毎朝8時、全国の自衛隊の基地、駐屯地では国旗が掲揚されます。そこに勤務している自衛官は当直員以外はすべて整列して国歌に合わせて日章旗が掲揚されていくのを敬礼をして見守ります。
その日章旗が、あの恥知らずで卑怯な生き物の後ろに、しかもその生き物がトップの座にしがみついているグループの旗の後ろに置かれているのです。
そんな状況を、自衛隊OBである筆者が許容できるはずはありません。
あの恥知らずには危機管理はできない
弊社では「意思決定」「リーダーシップ」「プロトコール」を危機管理の三大要素と位置付け、同じ重みをおいています。
筆者は社会科学の原則に忠実に議論をしていますので、論理的な根拠なしに断言することはあまりないのですが、今回はあえて断言します。
様々な状況から考えて、現政権トップに危機管理はできません。
元々、岸田氏が総裁において、「危機管理の要諦は、最悪の事態を想定して、それに備えること。」という政治家らしい論理を打ち出しました。つまり、想定外の事態は、自分の責任ではないと宣言しています。現トップは、この元首相と同様の考え方である旨表明していますが、最悪の事態の想定もしていないのでしょう。能登半島の惨状を見ていながら、補正予算を組まずに「信を問う。

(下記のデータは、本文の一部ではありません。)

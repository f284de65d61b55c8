//! Strictly XO library - type-safe N×N tic-tac-toe
//!
//! Players alternately claim cells on an N×N grid; the first to own a
//! run of K cells along a row, column, or diagonal wins. K is 3 on the
//! minimum 3×3 board and 4 on anything larger.
//!
//! # Architecture
//!
//! - **Board**: cell ownership and line extraction
//! - **GameEngine**: turn order, win/draw detection, lifecycle
//! - **Session**: boundary to a presentation layer
//!
//! # Example
//!
//! ```
//! use strictly_xo::{GameEngine, Phase, Player, Position};
//!
//! let mut game = GameEngine::new(3);
//! for (row, col) in [(0, 0), (1, 0), (0, 1), (1, 1), (0, 2)] {
//!     game.turn(Position::new(row, col)).unwrap();
//! }
//! assert_eq!(game.phase(), Phase::Won(Player::One));
//! ```

#![warn(missing_docs)]
#![forbid(unsafe_code)]

// Private module declarations
mod config;
mod games;
mod session;

// Crate-level exports - Configuration
pub use config::{ConfigError, GameConfig};

// Crate-level exports - Presentation boundary
pub use session::{Presenter, Session};

// Crate-level exports - Game types
pub use games::xo::{
    Board, BoardSnapshot, CellView, Direction, GameEngine, GameOutcome, Line, MAX_SIZE, MIN_SIZE, Marks,
    Move, MoveError, Owner, Phase, Player, Position, Run, WinningRun, win_length,
};

// Crate-level exports - Rules, contracts, invariants
pub use games::xo::{CellIsUnclaimed, Contract, GameInProgress, LegalTurn, PlayersTurn, TurnContract};
pub use games::xo::{invariants, rules};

」と言って解散し、大敗しても、その座にしがみついているところを見ると、この生き物の眼には能登半島の惨状が映っていないのでしょう。
現トップは政権に居座る理由として、安全保障環境の悪化や大規模自然災害の恐れなどを上げていますが、もしそれが真の理由なら、サッサと交代してもらわないといけません。
自衛隊の制服組からこれほど嫌われている政治家もそういないはずですし、危機管理に関しては絶望的です。
現トップの居座り自体が最大の国難なのです。